Work order
Note how many lines in the entries below contain the string "FunctionTool", and answer with that number and no other text.

Data in this exercise
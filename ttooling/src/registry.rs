//! Explicit name-to-handler tool registry.
//!
//! ```rust
//! use serde::Deserialize;
//! use ttooling::{ToolDefinition, ToolRegistry};
//!
//! #[derive(Deserialize)]
//! struct Search {
//!     query: String,
//! }
//!
//! let mut registry = ToolRegistry::new();
//! registry.register_typed(
//!     ToolDefinition::new("search", "Searches the web", r#"{"type":"object"}"#),
//!     |input: Search, _ctx| async move { Ok(format!("Search with {}", input.query)) },
//! );
//!
//! assert!(registry.contains("search"));
//! ```

use std::future::Future;
use std::sync::Arc;

use serde::de::DeserializeOwned;
use tcommon::Registry;

use crate::{FunctionTool, Tool, ToolDefinition, ToolError, ToolExecutionContext, parse_typed};

#[derive(Default)]
pub struct ToolRegistry {
    tools: Registry<String, Arc<dyn Tool>>,
}

impl ToolRegistry {
    pub fn new() -> Self {
        Self::default()
    }

    /// Registers under the tool's definition name, replacing any previous entry.
    pub fn register<T>(&mut self, tool: T)
    where
        T: Tool + 'static,
    {
        let name = tool.definition().name;
        self.tools.insert(name, Arc::new(tool));
    }

    pub fn register_fn<F, Fut>(&mut self, definition: ToolDefinition, handler: F)
    where
        F: Fn(String, ToolExecutionContext) -> Fut + Send + Sync + 'static,
        Fut: Future<Output = Result<String, ToolError>> + Send + 'static,
    {
        self.register(FunctionTool::new(definition, handler));
    }

    pub fn register_sync_fn<F>(&mut self, definition: ToolDefinition, handler: F)
    where
        F: Fn(String, ToolExecutionContext) -> Result<String, ToolError> + Send + Sync + 'static,
    {
        self.register_fn(definition, move |args_json, context| {
            let output = handler(args_json, context);
            async move { output }
        });
    }

    /// Registers a handler whose arguments are deserialized into `I` before
    /// it runs.
    pub fn register_typed<I, F, Fut>(&mut self, definition: ToolDefinition, handler: F)
    where
        I: DeserializeOwned + Send + 'static,
        F: Fn(I, ToolExecutionContext) -> Fut + Send + Sync + 'static,
        Fut: Future<Output = Result<String, ToolError>> + Send + 'static,
    {
        self.register_fn(definition, move |args_json, context| {
            let pending = parse_typed::<I>(&args_json).map(|input| handler(input, context));
            async move { pending?.await }
        });
    }

    pub fn get(&self, name: &str) -> Option<Arc<dyn Tool>> {
        self.tools.get(name).cloned()
    }

    pub fn contains(&self, name: &str) -> bool {
        self.tools.contains_key(name)
    }

    pub fn remove(&mut self, name: &str) -> Option<Arc<dyn Tool>> {
        self.tools.remove(name)
    }

    /// Definitions sorted by name.
    pub fn definitions(&self) -> Vec<ToolDefinition> {
        let mut definitions = self
            .tools
            .values()
            .map(|tool| tool.definition())
            .collect::<Vec<_>>();
        definitions.sort_by(|left, right| left.name.cmp(&right.name));
        definitions
    }

    pub fn len(&self) -> usize {
        self.tools.len()
    }

    pub fn is_empty(&self) -> bool {
        self.tools.is_empty()
    }
}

Response area
2